A single number is required: the count of lines in the entries below that include the word "ErrorKind".
[[ DATA EXCERPTS open ]]
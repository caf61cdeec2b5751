//! A module implementing lexical analysis (tokenization) of a single input line.
//!
//! Quoting follows the usual POSIX shell rules: single quotes keep everything
//! literal, double quotes only honour a handful of backslash escapes, and an
//! unquoted backslash escapes any next character. Adjacent fragments glue into
//! one word, so `'foo'"bar"baz` is the single word `foobarbaz`.

use crate::error::ParseError;

/// Represents a token resulting from lexical analysis.
#[derive(Debug, Clone, PartialEq, Eq)]
pub enum Token {
    /// A fully resolved word: quotes stripped and escapes applied.
    Word(String),
    /// Standard output redirection, `>` or `1>`.
    RedirectStdout,
    /// Standard error redirection, `2>`.
    RedirectStderr,
}

#[derive(Debug, Clone, Copy, PartialEq, Eq)]
enum LexingState {
    Normal,
    SingleQuoted,
    DoubleQuoted,
    Escaping,
    EscapingInDoubleQuotes,
}

/// Characters that keep their escaping backslash dropped inside double quotes.
const DOUBLE_QUOTE_ESCAPABLE: [char; 5] = ['"', '\\', '$', '`', '\n'];

struct LexingFSM {
    input: Vec<char>,
    pos: usize,
    state: LexingState,
    buffer: String,
    // true once the pending word got a character or a (possibly empty) quoted fragment
    started: bool,
}

impl LexingFSM {
    /// Creates a new instance of the lexical analysis Finite State Machine.
    fn new(line: &str) -> Self {
        LexingFSM {
            input: line.chars().collect(),
            pos: 0,
            state: LexingState::Normal,
            buffer: String::new(),
            started: false,
        }
    }

    /// Performs lexical analysis on the input string and returns a vector of tokens.
    ///
    /// # Returns
    /// A vector of tokens on success, or [`ParseError::UnclosedQuote`] when the
    /// input ends inside a quoted fragment.
    fn make_tokens(&mut self) -> Result<Vec<Token>, ParseError> {
        let mut out = Vec::new();

        while let Some(ch) = self.read_char() {
            match self.state {
                LexingState::Normal => self.handle_normal(ch, &mut out),
                LexingState::SingleQuoted => self.handle_single_quote(ch),
                LexingState::DoubleQuoted => self.handle_double_quote(ch),
                LexingState::Escaping => {
                    self.push(ch);
                    self.state = LexingState::Normal;
                }
                LexingState::EscapingInDoubleQuotes => self.handle_double_quote_escape(ch),
            }
        }

        match self.state {
            LexingState::SingleQuoted => return Err(ParseError::UnclosedQuote('\'')),
            LexingState::DoubleQuoted | LexingState::EscapingInDoubleQuotes => {
                return Err(ParseError::UnclosedQuote('"'));
            }
            // a trailing lone backslash escapes nothing and is dropped
            LexingState::Escaping | LexingState::Normal => {}
        }

        self.finish_word(&mut out);
        Ok(out)
    }

    fn read_char(&mut self) -> Option<char> {
        let ch = self.input.get(self.pos).copied();
        if ch.is_some() {
            self.pos += 1;
        }
        ch
    }

    fn peek_char(&self) -> Option<char> {
        self.input.get(self.pos).copied()
    }

    fn push(&mut self, ch: char) {
        self.buffer.push(ch);
        self.started = true;
    }

    fn finish_word(&mut self, out: &mut Vec<Token>) {
        if !self.buffer.is_empty() {
            out.push(Token::Word(std::mem::take(&mut self.buffer)));
        }
        self.started = false;
    }

    fn handle_normal(&mut self, ch: char, out: &mut Vec<Token>) {
        match ch {
            c if c.is_whitespace() => self.finish_word(out),
            '\\' => self.state = LexingState::Escaping,
            '\'' => {
                self.started = true;
                self.state = LexingState::SingleQuoted;
            }
            '"' => {
                self.started = true;
                self.state = LexingState::DoubleQuoted;
            }
            '>' => {
                self.finish_word(out);
                out.push(Token::RedirectStdout);
            }
            // a file descriptor prefix only counts at the start of a word
            '1' | '2' if !self.started && self.peek_char() == Some('>') => {
                self.read_char();
                out.push(if ch == '1' {
                    Token::RedirectStdout
                } else {
                    Token::RedirectStderr
                });
            }
            c => self.push(c),
        }
    }

    fn handle_single_quote(&mut self, ch: char) {
        match ch {
            '\'' => self.state = LexingState::Normal,
            c => self.push(c),
        }
    }

    fn handle_double_quote(&mut self, ch: char) {
        match ch {
            '"' => self.state = LexingState::Normal,
            '\\' => self.state = LexingState::EscapingInDoubleQuotes,
            c => self.push(c),
        }
    }

    fn handle_double_quote_escape(&mut self, ch: char) {
        if !DOUBLE_QUOTE_ESCAPABLE.contains(&ch) {
            self.push('\\');
        }
        self.push(ch);
        self.state = LexingState::DoubleQuoted;
    }
}

/// The main entry point function to perform lexical analysis.
///
/// Creates and runs the finite state machine to tokenize the input line.
pub fn split_into_tokens(line: &str) -> Result<Vec<Token>, ParseError> {
    let mut lexer = LexingFSM::new(line);
    lexer.make_tokens()
}

#[cfg(test)]
mod tests {
    use super::*;
    use proptest::prelude::*;

    fn words(line: &str) -> Vec<String> {
        split_into_tokens(line)
            .unwrap()
            .into_iter()
            .map(|token| match token {
                Token::Word(w) => w,
                other => panic!("Expected only words, got {:?}", other),
            })
            .collect()
    }

    #[test]
    fn test_unquoted_whitespace_collapses() {
        assert_eq!(words("echo   hello \t  world  "), vec!["echo", "hello", "world"]);
        let line = "ls  -la   /tmp    src";
        let expected: Vec<&str> = line.split_whitespace().collect();
        assert_eq!(words(line), expected);
    }

    #[test]
    fn test_single_quotes_are_literal() {
        assert_eq!(words("echo 'hello     world'"), vec!["echo", "hello     world"]);
        assert_eq!(words(r#"'a\nb \\ \"c'"#), vec![r#"a\nb \\ \"c"#]);
        assert_eq!(words("'my program' arg"), vec!["my program", "arg"]);
    }

    #[test]
    fn test_double_quote_escapes_are_selective() {
        assert_eq!(words(r#"echo "say \"hi\"""#), vec!["echo", r#"say "hi""#]);
        assert_eq!(words(r#""a\\b""#), vec![r"a\b"]);
        assert_eq!(words(r#""\$HOME \`x\`""#), vec!["$HOME `x`"]);
        assert_eq!(words("\"a\\\nb\""), vec!["a\nb"]);
        assert_eq!(words(r#""\n\q\'""#), vec![r"\n\q\'"]);
    }

    #[test]
    fn test_unquoted_backslash_escapes_anything() {
        assert_eq!(words(r"echo hello\ \ world"), vec!["echo", "hello  world"]);
        assert_eq!(words(r#"\'\"\\"#), vec![r#"'"\"#]);
        assert_eq!(words(r"a\nb"), vec!["anb"]);
    }

    #[test]
    fn test_adjacent_fragments_concatenate() {
        assert_eq!(words("'a''b'"), vec!["ab"]);
        assert_eq!(words("a''b"), vec!["ab"]);
        assert_eq!(words(r#"'a'"b""#), vec!["ab"]);
        assert_eq!(words(r#"'foo'bar"baz""#), vec!["foobarbaz"]);
    }

    #[test]
    fn test_empty_quotes_alone_produce_nothing() {
        assert_eq!(words("echo '' \"\""), vec!["echo"]);
        assert!(words("''").is_empty());
    }

    #[test]
    fn test_trailing_backslash_is_dropped() {
        assert_eq!(words(r"echo hi\"), vec!["echo", "hi"]);
        assert!(words(r"\").is_empty());
    }

    #[test]
    fn test_unclosed_quotes_are_errors() {
        assert_eq!(split_into_tokens("echo 'abc"), Err(ParseError::UnclosedQuote('\'')));
        assert_eq!(split_into_tokens("echo \"abc"), Err(ParseError::UnclosedQuote('"')));
        assert_eq!(split_into_tokens(r#"echo "abc\"#), Err(ParseError::UnclosedQuote('"')));
        assert_eq!(split_into_tokens(r#"echo "it's"'"#), Err(ParseError::UnclosedQuote('\'')));
    }

    #[test]
    fn test_redirect_operators() {
        let tokens = split_into_tokens("echo hi > out 1> a 2> b").unwrap();
        assert_eq!(
            tokens,
            vec![
                Token::Word("echo".into()),
                Token::Word("hi".into()),
                Token::RedirectStdout,
                Token::Word("out".into()),
                Token::RedirectStdout,
                Token::Word("a".into()),
                Token::RedirectStderr,
                Token::Word("b".into()),
            ]
        );
    }

    #[test]
    fn test_redirect_operator_ends_a_word() {
        let tokens = split_into_tokens("echo hi>out").unwrap();
        assert_eq!(
            tokens,
            vec![
                Token::Word("echo".into()),
                Token::Word("hi".into()),
                Token::RedirectStdout,
                Token::Word("out".into()),
            ]
        );
    }

    #[test]
    fn test_digit_inside_word_is_not_a_descriptor() {
        let tokens = split_into_tokens("echo a2> x").unwrap();
        assert_eq!(
            tokens,
            vec![
                Token::Word("echo".into()),
                Token::Word("a2".into()),
                Token::RedirectStdout,
                Token::Word("x".into()),
            ]
        );
    }

    #[test]
    fn test_quoted_or_escaped_redirects_are_words() {
        assert_eq!(words(r#"echo '>' "2>" \>"#), vec!["echo", ">", "2>", ">"]);
        let tokens = split_into_tokens(r"echo \2>x").unwrap();
        assert_eq!(
            tokens,
            vec![
                Token::Word("echo".into()),
                Token::Word("2".into()),
                Token::RedirectStdout,
                Token::Word("x".into()),
            ]
        );
    }

    fn plain_word() -> impl Strategy<Value = String> {
        "[a-zA-Z0-9_./-]{1,8}"
    }

    proptest! {
        #[test]
        fn unquoted_whitespace_never_survives(
            parts in prop::collection::vec((plain_word(), "[ \t]{1,4}"), 1..8),
            leading in "[ \t]{0,3}",
        ) {
            let mut line = leading;
            for (word, gap) in &parts {
                line.push_str(word);
                line.push_str(gap);
            }
            let expected: Vec<String> = parts.into_iter().map(|(word, _)| word).collect();
            prop_assert_eq!(words(&line), expected);
        }

        #[test]
        fn single_quotes_are_transparent(content in "[^']{1,24}") {
            prop_assert_eq!(words(&format!("'{}'", content)), vec![content]);
        }

        #[test]
        fn double_quotes_are_transparent(content in "[^\"\\\\]{1,24}") {
            prop_assert_eq!(words(&format!("\"{}\"", content)), vec![content]);
        }

        #[test]
        fn double_quote_backslash_kept_before_ordinary_chars(c in any::<char>()) {
            prop_assume!(!DOUBLE_QUOTE_ESCAPABLE.contains(&c));
            prop_assert_eq!(words(&format!("\"\\{}\"", c)), vec![format!("\\{}", c)]);
        }

        #[test]
        fn double_quote_backslash_dropped_before_special_chars(
            c in prop::sample::select(DOUBLE_QUOTE_ESCAPABLE.to_vec()),
        ) {
            prop_assert_eq!(words(&format!("\"\\{}\"", c)), vec![c.to_string()]);
        }

        #[test]
        fn unbalanced_single_quote_is_rejected(
            prefix in "[a-z ]{0,10}",
            content in "[^']{0,16}",
        ) {
            prop_assert_eq!(
                split_into_tokens(&format!("{}'{}", prefix, content)),
                Err(ParseError::UnclosedQuote('\''))
            );
        }

        #[test]
        fn unbalanced_double_quote_is_rejected(
            prefix in "[a-z ]{0,10}",
            content in "[^\"]{0,16}",
        ) {
            prop_assert_eq!(
                split_into_tokens(&format!("{}\"{}", prefix, content)),
                Err(ParseError::UnclosedQuote('"'))
            );
        }
    }
}
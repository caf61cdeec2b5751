use crate::config::ShellConfig;
use crate::path::PathResolver;
use anyhow::Result;
use log::warn;
use std::collections::HashMap;
use std::env as stdenv;
use std::ffi::{OsStr, OsString};
use std::fs;
use std::io;
use std::path::{Path, PathBuf};

/// Mutable, per-session state shared by every command the shell runs.
///
/// The environment contains:
/// - `vars`: a snapshot of environment variables, handed to spawned programs.
///   Values need not be valid UTF-8.
/// - the current working directory, changed only through [`Environment::change_dir`]
///   or [`Environment::set_current_dir`]. The process-wide working directory is
///   never touched.
/// - the [`PathResolver`] used to find external programs, built from `PATH`.
pub struct Environment {
    vars: HashMap<OsString, OsString>,
    current_dir: PathBuf,
    resolver: PathResolver,
    config: ShellConfig,
}

impl Environment {
    /// Capture the current process state into a new `Environment` instance.
    pub fn new(config: ShellConfig) -> Self {
        let vars = stdenv::vars_os();
        let current_dir = startup_dir(stdenv::current_dir());
        Self::from_parts(vars, current_dir, config)
    }

    /// Build an environment from explicit variables and working directory.
    pub fn from_parts<K, V>(
        vars: impl IntoIterator<Item = (K, V)>,
        current_dir: PathBuf,
        config: ShellConfig,
    ) -> Self
    where
        K: Into<OsString>,
        V: Into<OsString>,
    {
        let vars: HashMap<OsString, OsString> = vars
            .into_iter()
            .map(|(key, val)| (key.into(), val.into()))
            .collect();
        let resolver = build_resolver(&vars, &config);
        Self {
            vars,
            current_dir,
            resolver,
            config,
        }
    }

    /// Get the value of an environment variable.
    pub fn get_var(&self, key: &str) -> Option<&OsStr> {
        self.vars.get(OsStr::new(key)).map(OsString::as_os_str)
    }

    /// Set or override an environment variable.
    ///
    /// Changing `PATH` starts over with a fresh resolver and empty caches.
    pub fn set_var(&mut self, key: impl Into<OsString>, val: impl Into<OsString>) {
        let key = key.into();
        let rebuild = key == "PATH";
        self.vars.insert(key, val.into());
        if rebuild {
            self.resolver = build_resolver(&self.vars, &self.config);
        }
    }

    /// All variables, as passed to spawned programs.
    pub fn vars(&self) -> impl Iterator<Item = (&OsStr, &OsStr)> {
        self.vars.iter().map(|(k, v)| (k.as_os_str(), v.as_os_str()))
    }

    pub fn current_dir(&self) -> &Path {
        &self.current_dir
    }

    pub fn set_current_dir(&mut self, dir: PathBuf) {
        self.current_dir = dir;
    }

    /// The user's home directory: `HOME`, or the platform default when unset.
    pub fn home_dir(&self) -> Option<PathBuf> {
        match self.get_var("HOME") {
            Some(home) if !home.is_empty() => Some(PathBuf::from(home)),
            _ => dirs::home_dir(),
        }
    }

    /// Change the working directory the way `cd` does.
    ///
    /// A leading `~` is replaced by the home directory. Relative targets are
    /// resolved against the current directory, then symlinks are resolved.
    /// Fails with `NotFound` for a missing target and `NotADirectory` for a
    /// target that is not a directory; the current directory is left as is.
    pub fn change_dir(&mut self, target: &str) -> io::Result<()> {
        let target = self.expand_tilde(target)?;
        let canonical = fs::canonicalize(self.current_dir.join(target))?;
        if !canonical.is_dir() {
            return Err(io::Error::from(io::ErrorKind::NotADirectory));
        }
        self.current_dir = canonical;
        Ok(())
    }

    /// Look up an external program by the name the user typed.
    pub fn find_executable(&mut self, name: &str) -> Result<Option<PathBuf>> {
        self.resolver.resolve(name, &self.current_dir)
    }

    fn expand_tilde(&self, target: &str) -> io::Result<PathBuf> {
        let Some(rest) = target.strip_prefix('~') else {
            return Ok(PathBuf::from(target));
        };
        let home = self
            .home_dir()
            .ok_or_else(|| io::Error::new(io::ErrorKind::NotFound, "HOME not set"))?;
        let mut expanded = OsString::from(home);
        expanded.push(rest);
        Ok(PathBuf::from(expanded))
    }
}

/// Working directory to start in; an unreadable one falls back to the root.
fn startup_dir(current: io::Result<PathBuf>) -> PathBuf {
    current.unwrap_or_else(|err| {
        warn!("cannot read the working directory ({}), starting in /", err);
        PathBuf::from("/")
    })
}

fn build_resolver(vars: &HashMap<OsString, OsString>, config: &ShellConfig) -> PathResolver {
    let search_paths = vars
        .get(OsStr::new("PATH"))
        .map(OsString::as_os_str)
        .unwrap_or_default();
    PathResolver::new(
        search_paths,
        config.dir_cache_capacity,
        config.name_cache_capacity,
    )
}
[[ DATA EXCERPTS closed ]]
◆ WRITTEN REPLY ◆
2